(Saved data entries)
■ ■ ■

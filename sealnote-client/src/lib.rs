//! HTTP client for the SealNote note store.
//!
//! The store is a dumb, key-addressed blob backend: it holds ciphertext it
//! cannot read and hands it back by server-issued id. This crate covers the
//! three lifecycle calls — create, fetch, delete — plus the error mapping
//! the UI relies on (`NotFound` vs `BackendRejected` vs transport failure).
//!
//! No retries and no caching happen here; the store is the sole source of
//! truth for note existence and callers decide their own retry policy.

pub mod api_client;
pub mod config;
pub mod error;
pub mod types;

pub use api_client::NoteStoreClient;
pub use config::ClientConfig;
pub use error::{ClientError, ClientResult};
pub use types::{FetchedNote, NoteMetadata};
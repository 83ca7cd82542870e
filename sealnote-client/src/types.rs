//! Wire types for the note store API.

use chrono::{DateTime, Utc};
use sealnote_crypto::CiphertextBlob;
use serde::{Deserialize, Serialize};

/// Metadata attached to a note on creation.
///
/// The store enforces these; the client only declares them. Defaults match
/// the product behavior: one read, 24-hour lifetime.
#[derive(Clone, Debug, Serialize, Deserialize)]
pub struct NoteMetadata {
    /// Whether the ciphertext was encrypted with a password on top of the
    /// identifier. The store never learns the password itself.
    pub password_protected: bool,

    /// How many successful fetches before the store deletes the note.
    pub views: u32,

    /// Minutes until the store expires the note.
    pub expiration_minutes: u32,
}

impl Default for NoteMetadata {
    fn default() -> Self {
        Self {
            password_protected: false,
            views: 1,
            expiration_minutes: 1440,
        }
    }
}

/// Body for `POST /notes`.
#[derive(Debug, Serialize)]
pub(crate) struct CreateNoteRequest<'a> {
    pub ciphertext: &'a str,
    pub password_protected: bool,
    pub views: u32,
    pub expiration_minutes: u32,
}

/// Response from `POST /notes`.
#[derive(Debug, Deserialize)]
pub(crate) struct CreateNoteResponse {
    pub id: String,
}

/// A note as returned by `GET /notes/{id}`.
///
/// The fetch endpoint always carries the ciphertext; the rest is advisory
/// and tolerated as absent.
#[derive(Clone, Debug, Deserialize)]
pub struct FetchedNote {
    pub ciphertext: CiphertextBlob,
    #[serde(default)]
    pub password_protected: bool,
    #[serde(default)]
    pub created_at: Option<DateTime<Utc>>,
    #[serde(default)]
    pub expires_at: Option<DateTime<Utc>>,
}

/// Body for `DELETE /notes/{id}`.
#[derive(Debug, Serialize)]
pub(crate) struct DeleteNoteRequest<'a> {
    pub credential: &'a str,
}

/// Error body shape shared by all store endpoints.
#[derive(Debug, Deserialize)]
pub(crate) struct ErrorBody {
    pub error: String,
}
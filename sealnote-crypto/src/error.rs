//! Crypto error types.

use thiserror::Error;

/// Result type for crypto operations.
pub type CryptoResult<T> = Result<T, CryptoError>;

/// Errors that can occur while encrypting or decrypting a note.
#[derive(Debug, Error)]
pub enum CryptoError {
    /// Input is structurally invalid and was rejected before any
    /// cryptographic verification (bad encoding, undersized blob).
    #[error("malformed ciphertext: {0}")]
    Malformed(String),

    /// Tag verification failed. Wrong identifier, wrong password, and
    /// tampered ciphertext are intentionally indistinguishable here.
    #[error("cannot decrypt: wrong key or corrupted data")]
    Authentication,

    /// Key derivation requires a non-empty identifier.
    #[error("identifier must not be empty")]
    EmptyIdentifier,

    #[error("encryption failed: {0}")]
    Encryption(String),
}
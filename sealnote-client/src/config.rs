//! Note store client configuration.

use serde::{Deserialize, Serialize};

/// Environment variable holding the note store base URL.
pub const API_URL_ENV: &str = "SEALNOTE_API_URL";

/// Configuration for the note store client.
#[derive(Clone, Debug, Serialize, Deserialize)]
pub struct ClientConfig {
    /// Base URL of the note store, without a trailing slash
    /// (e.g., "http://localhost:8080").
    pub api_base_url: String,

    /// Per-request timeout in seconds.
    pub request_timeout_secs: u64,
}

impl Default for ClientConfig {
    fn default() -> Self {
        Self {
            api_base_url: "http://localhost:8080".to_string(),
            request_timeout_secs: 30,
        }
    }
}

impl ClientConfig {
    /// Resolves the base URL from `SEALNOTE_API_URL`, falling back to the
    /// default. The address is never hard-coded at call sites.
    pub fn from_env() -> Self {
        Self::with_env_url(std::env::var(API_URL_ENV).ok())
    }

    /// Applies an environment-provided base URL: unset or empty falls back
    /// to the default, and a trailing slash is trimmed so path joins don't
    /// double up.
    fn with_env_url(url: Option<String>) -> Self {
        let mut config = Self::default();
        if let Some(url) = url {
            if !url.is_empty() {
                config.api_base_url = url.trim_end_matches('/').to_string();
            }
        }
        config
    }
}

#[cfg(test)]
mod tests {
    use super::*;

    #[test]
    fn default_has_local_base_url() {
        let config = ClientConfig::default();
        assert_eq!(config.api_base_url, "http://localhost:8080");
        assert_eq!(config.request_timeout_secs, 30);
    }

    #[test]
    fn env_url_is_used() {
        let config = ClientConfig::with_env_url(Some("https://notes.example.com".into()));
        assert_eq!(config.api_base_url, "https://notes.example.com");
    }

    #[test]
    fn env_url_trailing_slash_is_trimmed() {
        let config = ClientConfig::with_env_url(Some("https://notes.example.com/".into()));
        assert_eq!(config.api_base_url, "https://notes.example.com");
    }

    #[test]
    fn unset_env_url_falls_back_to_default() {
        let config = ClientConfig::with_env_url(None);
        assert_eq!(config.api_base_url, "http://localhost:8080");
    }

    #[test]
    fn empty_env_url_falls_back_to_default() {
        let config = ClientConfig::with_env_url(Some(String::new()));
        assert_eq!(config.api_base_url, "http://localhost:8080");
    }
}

■ ■ ■

__WHAT NEEDS TO BE DONE__. What you return must match the data above character for character.

__YOUR SOLUTION__.
filename sealnote-client/src/lib.rs
//! HTTP client for the SealNote note store.
//!
//! The store is a dumb, key-addressed blob backend: it holds ciphertext it
//! cannot read and hands it back by server-issued id. This crate covers the
//! three lifecycle calls — create, fetch, delete — plus the error mapping
//! the UI relies on (`NotFound` vs `BackendRejected` vs transport failure).
//!
//! No retries and no caching happen here; the store is the sole source of
//! truth for note existence and callers decide their own retry policy.

pub mod api_client;
pub mod config;
pub mod error;
pub mod types;

pub use api_client::NoteStoreClient;
pub use config::ClientConfig;
pub use error::{ClientError, ClientResult};
pub use types::{FetchedNote, NoteMetadata};
repository 83ca7cd82542870e
filename sealnote-client/src/types.rs
//! Wire types for the note store API.

use chrono::{DateTime, Utc};
use sealnote_crypto::CiphertextBlob;
use serde::{Deserialize, Serialize};

/// Metadata attached to a note on creation.
///
/// The store enforces these; the client only declares them. Defaults match
/// the product behavior: one read, 24-hour lifetime.
#[derive(Clone, Debug, Serialize, Deserialize)]
pub struct NoteMetadata {
    /// Whether the ciphertext was encrypted with a password on top of the
    /// identifier. The store never learns the password itself.
    pub password_protected: bool,

    /// How many successful fetches before the store deletes the note.
    pub views: u32,

    /// Minutes until the store expires the note.
    pub expiration_minutes: u32,
}

impl Default for NoteMetadata {
    fn default() -> Self {
        Self {
            password_protected: false,
            views: 1,
            expiration_minutes: 1440,
        }
    }
}

/// Body for `POST /notes`.
#[derive(Debug, Serialize)]
pub(crate) struct CreateNoteRequest<'a> {
    pub ciphertext: &'a str,
    pub password_protected: bool,
    pub views: u32,
    pub expiration_minutes: u32,
}

/// Response from `POST /notes`.
#[derive(Debug, Deserialize)]
pub(crate) struct CreateNoteResponse {
    pub id: String,
}

/// A note as returned by `GET /notes/{id}`.
///
/// The fetch endpoint always carries the ciphertext; the rest is advisory
/// and tolerated as absent.
#[derive(Clone, Debug, Deserialize)]
pub struct FetchedNote {
    pub ciphertext: CiphertextBlob,
    #[serde(default)]
    pub password_protected: bool,
    #[serde(default)]
    pub created_at: Option<DateTime<Utc>>,
    #[serde(default)]
    pub expires_at: Option<DateTime<Utc>>,
}

/// Body for `DELETE /notes/{id}`.
#[derive(Debug, Serialize)]
pub(crate) struct DeleteNoteRequest<'a> {
    pub credential: &'a str,
}

/// Error body shape shared by all store endpoints.
#[derive(Debug, Deserialize)]
pub(crate) struct ErrorBody {
    pub error: String,
}
filename sealnote-crypto/src/error.rs
//! Crypto error types.

use thiserror::Error;

/// Result type for crypto operations.
pub type CryptoResult<T> = Result<T, CryptoError>;

/// Errors that can occur while encrypting or decrypting a note.
#[derive(Debug, Error)]
pub enum CryptoError {
    /// Input is structurally invalid and was rejected before any
    /// cryptographic verification (bad encoding, undersized blob).
    #[error("malformed ciphertext: {0}")]
    Malformed(String),

    /// Tag verification failed. Wrong identifier, wrong password, and
    /// tampered ciphertext are intentionally indistinguishable here.
    #[error("cannot decrypt: wrong key or corrupted data")]
    Authentication,

    /// Key derivation requires a non-empty identifier.
    #[error("identifier must not be empty")]
    EmptyIdentifier,

    #[error("encryption failed: {0}")]
    Encryption(String),
}
filename sealnote-client/src/config.rs
//! Note store client configuration.

use serde::{Deserialize, Serialize};

/// Environment variable holding the note store base URL.
pub const API_URL_ENV: &str = "SEALNOTE_API_URL";

/// Configuration for the note store client.
#[derive(Clone, Debug, Serialize, Deserialize)]
pub struct ClientConfig {
    /// Base URL of the note store, without a trailing slash
    /// (e.g., "http://localhost:8080").
    pub api_base_url: String,

    /// Per-request timeout in seconds.
    pub request_timeout_secs: u64,
}

impl Default for ClientConfig {
    fn default() -> Self {
        Self {
            api_base_url: "http://localhost:8080".to_string(),
            request_timeout_secs: 30,
        }
    }
}

impl ClientConfig {
    /// Resolves the base URL from `SEALNOTE_API_URL`, falling back to the
    /// default. The address is never hard-coded at call sites.
    pub fn from_env() -> Self {
        Self::with_env_url(std::env::var(API_URL_ENV).ok())
    }

    /// Applies an environment-provided base URL: unset or empty falls back
    /// to the default, and a trailing slash is trimmed so path joins don't
    /// double up.
    fn with_env_url(url: Option<String>) -> Self {
        let mut config = Self::default();
        if let Some(url) = url {
            if !url.is_empty() {
                config.api_base_url = url.trim_end_matches('/').to_string();
            }
        }
        config
    }
}

#[cfg(test)]
mod tests {
    use super::*;

    #[test]
    fn default_has_local_base_url() {
        let config = ClientConfig::default();
        assert_eq!(config.api_base_url, "http://localhost:8080");
        assert_eq!(config.request_timeout_secs, 30);
    }

    #[test]
    fn env_url_is_used() {
        let config = ClientConfig::with_env_url(Some("https://notes.example.com".into()));
        assert_eq!(config.api_base_url, "https://notes.example.com");
    }

    #[test]
    fn env_url_trailing_slash_is_trimmed() {
        let config = ClientConfig::with_env_url(Some("https://notes.example.com/".into()));
        assert_eq!(config.api_base_url, "https://notes.example.com");
    }

    #[test]
    fn unset_env_url_falls_back_to_default() {
        let config = ClientConfig::with_env_url(None);
        assert_eq!(config.api_base_url, "http://localhost:8080");
    }

    #[test]
    fn empty_env_url_falls_back_to_default() {
        let config = ClientConfig::with_env_url(Some(String::new()));
        assert_eq!(config.api_base_url, "http://localhost:8080");
    }
}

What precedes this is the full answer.